Brief: The response must contain each line of the material that holds "surface".

[[ Data for the task open ]]

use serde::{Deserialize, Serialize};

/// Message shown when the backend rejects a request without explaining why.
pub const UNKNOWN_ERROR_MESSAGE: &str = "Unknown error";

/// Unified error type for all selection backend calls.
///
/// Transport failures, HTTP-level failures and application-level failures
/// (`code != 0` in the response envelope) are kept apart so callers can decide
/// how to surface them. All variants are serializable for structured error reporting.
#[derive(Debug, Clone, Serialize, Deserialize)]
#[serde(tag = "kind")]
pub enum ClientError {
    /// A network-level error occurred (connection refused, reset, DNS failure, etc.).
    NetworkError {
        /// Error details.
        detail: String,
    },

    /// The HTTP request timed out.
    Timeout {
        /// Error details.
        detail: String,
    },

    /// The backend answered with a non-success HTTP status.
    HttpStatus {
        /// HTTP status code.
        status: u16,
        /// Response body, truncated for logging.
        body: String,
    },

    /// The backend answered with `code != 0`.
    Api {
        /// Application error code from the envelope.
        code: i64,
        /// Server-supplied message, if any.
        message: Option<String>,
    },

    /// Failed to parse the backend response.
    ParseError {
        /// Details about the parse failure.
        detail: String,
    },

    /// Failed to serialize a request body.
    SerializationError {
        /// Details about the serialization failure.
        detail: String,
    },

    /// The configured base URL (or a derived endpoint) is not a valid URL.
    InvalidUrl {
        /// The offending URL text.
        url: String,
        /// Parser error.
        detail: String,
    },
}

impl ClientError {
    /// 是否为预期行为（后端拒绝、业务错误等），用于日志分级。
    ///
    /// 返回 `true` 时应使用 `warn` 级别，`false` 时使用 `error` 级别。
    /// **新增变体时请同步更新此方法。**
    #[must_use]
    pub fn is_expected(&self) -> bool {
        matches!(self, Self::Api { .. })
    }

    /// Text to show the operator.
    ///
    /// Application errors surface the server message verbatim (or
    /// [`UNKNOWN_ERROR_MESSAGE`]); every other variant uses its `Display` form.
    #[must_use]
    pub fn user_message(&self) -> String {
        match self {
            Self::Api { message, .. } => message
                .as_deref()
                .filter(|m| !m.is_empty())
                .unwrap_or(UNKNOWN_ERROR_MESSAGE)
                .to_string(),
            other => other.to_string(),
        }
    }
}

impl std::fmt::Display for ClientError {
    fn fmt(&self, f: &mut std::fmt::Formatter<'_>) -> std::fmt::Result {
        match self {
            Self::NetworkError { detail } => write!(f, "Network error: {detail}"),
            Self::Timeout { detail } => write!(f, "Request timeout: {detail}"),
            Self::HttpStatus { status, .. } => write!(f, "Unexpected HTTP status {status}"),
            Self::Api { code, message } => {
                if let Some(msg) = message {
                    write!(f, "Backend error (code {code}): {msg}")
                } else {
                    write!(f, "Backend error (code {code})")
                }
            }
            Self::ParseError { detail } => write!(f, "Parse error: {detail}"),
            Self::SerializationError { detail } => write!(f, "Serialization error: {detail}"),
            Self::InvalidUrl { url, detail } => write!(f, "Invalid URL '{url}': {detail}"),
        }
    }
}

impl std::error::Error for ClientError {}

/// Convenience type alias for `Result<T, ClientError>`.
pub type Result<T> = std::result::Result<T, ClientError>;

[[ Data for the task closed ]]

Worked solution:
/// how to surface them. All variants are serializable for structured error reporting.
    /// Application errors surface the server message verbatim (or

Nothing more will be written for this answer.